Под утро мы заснули. Наутро Эльбрус выглядел уже бодрее и спокойнее. Он оделся в нормальный костюм, и я отвела его в парикмахерскую, где его постригли и побрили. Все это придало ему более или менее человеческий вид, хотя он и выглядел еще более худым и бледным. Вечером мы поехали на дачу. Хотелось, чтобы он немножко отдохнул, подышал свежим воздухом, повидал Лешеньку, маму, Женю, Николая. Там мы провели всего неделю, так как нужно было скорее возвращаться в город. Эльбрус медленно приходил в себя, сначала был равнодушен к Леше, потом постепенно стал проявлять к нему интерес. Он возвращался к жизни как будто после тяжелой болезни или из небытия.

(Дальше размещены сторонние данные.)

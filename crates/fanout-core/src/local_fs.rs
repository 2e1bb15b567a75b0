//! Real filesystem adapter for the source walker.
//!
//! Paths handed to the walker stay exactly as the user wrote them; a
//! [`LocalFs`] optionally resolves relative ones against a base directory
//! for I/O only, so results never gain an absolute prefix.

use std::path::{Path, PathBuf};

use async_trait::async_trait;
use fanout_glob::{WalkerDirEntry, WalkerError, WalkerFs};
use tokio::fs;

/// A directory entry read from disk.
#[derive(Debug, Clone)]
pub struct LocalEntry {
    name: String,
    is_dir: bool,
    is_symlink: bool,
}

impl WalkerDirEntry for LocalEntry {
    fn name(&self) -> &str {
        &self.name
    }

    fn is_dir(&self) -> bool {
        self.is_dir
    }

    fn is_symlink(&self) -> bool {
        self.is_symlink
    }
}

/// [`WalkerFs`] over the local filesystem via `tokio::fs`.
#[derive(Debug, Clone, Default)]
pub struct LocalFs {
    base: Option<PathBuf>,
}

impl LocalFs {
    /// Relative paths resolve against the process working directory.
    pub fn new() -> Self {
        Self::default()
    }

    /// Relative paths resolve against `base`.
    pub fn rooted(base: impl Into<PathBuf>) -> Self {
        Self {
            base: Some(base.into()),
        }
    }

    fn resolve(&self, path: &Path) -> PathBuf {
        match &self.base {
            Some(base) => base.join(path),
            None => path.to_path_buf(),
        }
    }
}

#[async_trait]
impl WalkerFs for LocalFs {
    type DirEntry = LocalEntry;

    async fn list_dir(&self, path: &Path) -> Result<Vec<LocalEntry>, WalkerError> {
        let real = self.resolve(path);
        let mut dir = fs::read_dir(&real)
            .await
            .map_err(|e| WalkerError::from_io(path, e))?;

        let mut entries = Vec::new();
        while let Some(entry) = dir
            .next_entry()
            .await
            .map_err(|e| WalkerError::from_io(path, e))?
        {
            let file_type = entry
                .file_type()
                .await
                .map_err(|e| WalkerError::from_io(&entry.path(), e))?;
            let is_symlink = file_type.is_symlink();
            let is_dir = if is_symlink {
                fs::metadata(entry.path())
                    .await
                    .is_ok_and(|meta| meta.is_dir())
            } else {
                file_type.is_dir()
            };
            entries.push(LocalEntry {
                name: entry.file_name().to_string_lossy().into_owned(),
                is_dir,
                is_symlink,
            });
        }
        Ok(entries)
    }

    async fn is_dir(&self, path: &Path) -> bool {
        fs::metadata(self.resolve(path))
            .await
            .is_ok_and(|meta| meta.is_dir())
    }

    async fn exists(&self, path: &Path) -> bool {
        fs::symlink_metadata(self.resolve(path)).await.is_ok()
    }

    async fn is_symlink(&self, path: &Path) -> bool {
        fs::symlink_metadata(self.resolve(path))
            .await
            .is_ok_and(|meta| meta.file_type().is_symlink())
    }
}

#[cfg(test)]
mod tests {
    use super::*;
    use fanout_glob::{FileWalker, GlobPath, WalkOptions};

    #[tokio::test]
    async fn lists_relative_to_base() {
        let tmp = tempfile::tempdir().unwrap();
        std::fs::create_dir(tmp.path().join("skps")).unwrap();
        std::fs::write(tmp.path().join("skps/desk.skp"), b"").unwrap();
        std::fs::write(tmp.path().join("top.skp"), b"").unwrap();

        let fs = LocalFs::rooted(tmp.path());
        assert!(fs.is_dir(Path::new("skps")).await);
        assert!(fs.exists(Path::new("top.skp")).await);
        assert!(!fs.exists(Path::new("missing.skp")).await);

        let mut names: Vec<String> = fs
            .list_dir(Path::new("."))
            .await
            .unwrap()
            .iter()
            .map(|e| e.name().to_string())
            .collect();
        names.sort();
        assert_eq!(names, vec!["skps", "top.skp"]);
    }

    #[tokio::test]
    async fn walker_paths_stay_relative() {
        let tmp = tempfile::tempdir().unwrap();
        std::fs::create_dir_all(tmp.path().join("skps/nested")).unwrap();
        std::fs::write(tmp.path().join("skps/nested/a.skp"), b"").unwrap();

        let fs = LocalFs::rooted(tmp.path());
        let found = FileWalker::new(&fs, "skps")
            .with_pattern(GlobPath::new("**/*.skp").unwrap())
            .with_options(WalkOptions::default())
            .collect()
            .await
            .unwrap();
        assert_eq!(found, vec![PathBuf::from("skps/nested/a.skp")]);
    }

    #[tokio::test]
    async fn missing_directory_maps_to_not_found() {
        let tmp = tempfile::tempdir().unwrap();
        let fs = LocalFs::rooted(tmp.path());
        let err = fs.list_dir(Path::new("nope")).await.unwrap_err();
        assert!(matches!(err, WalkerError::NotFound(_)));
    }

    #[cfg(unix)]
    #[tokio::test]
    async fn symlinked_directory_is_flagged() {
        let tmp = tempfile::tempdir().unwrap();
        std::fs::create_dir(tmp.path().join("real")).unwrap();
        std::os::unix::fs::symlink(tmp.path().join("real"), tmp.path().join("link")).unwrap();

        let fs = LocalFs::rooted(tmp.path());
        let entries = fs.list_dir(Path::new(".")).await.unwrap();
        let link = entries.iter().find(|e| e.name() == "link").unwrap();
        assert!(link.is_symlink());
        assert!(link.is_dir());

        assert!(fs.is_symlink(Path::new("link")).await);
        assert!(fs.is_dir(Path::new("link")).await);
        assert!(!fs.is_symlink(Path::new("real")).await);
    }
}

Когда мы вернулись в город, он пошел в райком партии. Ему вернули партбилет, выдали справку о реабилитации, двухмесячную зарплату и путевку на два месяца в известный Севастопольский нервно-соматический санаторий, для поправки. Такова была оценка перенесенных им страданий. Я с торжеством сообщила обо всем своему Динерштейну, получив немалое удовольствие от созерцания его перекосившейся при этом известии рожи. Я не удержалась от того, чтобы не сказать: «Ведь я же тебе говорила!», — и, счастливая, пошла прочь.
Эльбрус уехал отдыхать, а я с новыми силами взялась за учебу — ведь шел пятый курс! Так мы выскочили из этой страшной игры, но она продолжалась, хотя и не столь демонстративно, как раньше. Счастливцев, подобных Эльбрусу, было мало. Ему повезло отчасти оттого, что к моменту прихода Берии он еще «не раскололся», ни в чем не признался и оказался как бы без обвинения. В той страшной мясорубке странным образом настойчиво соблюдались нелепые формальности: чтобы послать человека на смерть или на двадцать пять лет тюрьмы, нужно было обязательно написать документ с обвинением, им самим же подписанным. Эльбрус сумел выстоять под пытками и не сдаться, решив лучше умереть, и этим спас себя.
Но все кругом сидели — без права свиданий и переписки, неведомо где и неведомо как для своих родных. Сколько безмолвно погибало в далеких сибирских просторах ГУЛАГа безвестными и непохороненными. Там где-то, а может быть, и в Москве, погиб мой папа. Но я была уверена, сама на знаю почему, что его расстреляли вместе с братом Сергеем в Москве. Бесследно пропал брат Эльбруса Кирюша, погиб отец Юли Гриндлер, а ее мать восемь лет отсидела в лагере в Казахстане. Юрий Николаевич Матов оказался в лагере где-то под Тулой, занимаясь там плетением лаптей, но о нем хотя бы знали, где он, родным хотя бы иногда давали свидания. А сколько было других, о которых мы не знали, которые проходили свой крестный путь безмолвно и безвестно. Уже после войны я узнала, что многие члены ЦК комсомола работали под номерами (без упоминания их фамилии) в свинцовых рудниках под Магаданом, обреченные на смерть.
Обо всем этом полагалось молчать, иначе могло быть худо. И все молчали, молчали двадцать лет, пока в 1956 году Н.С.Хрущев не снял это заклятие, а потом еще тридцать лет, пока оно не было, наконец, окончательно сброшено. И все эти пятьдесят шесть лет мы жили в страхе. Страх раз и навсегда поселился в наших сердцах, сковал наши души, наложил печать на наши уста. И даже когда аресты затихли или совсем прекратились, он сидел в нас, превращая в рабов, вселяя недоверие друг к другу.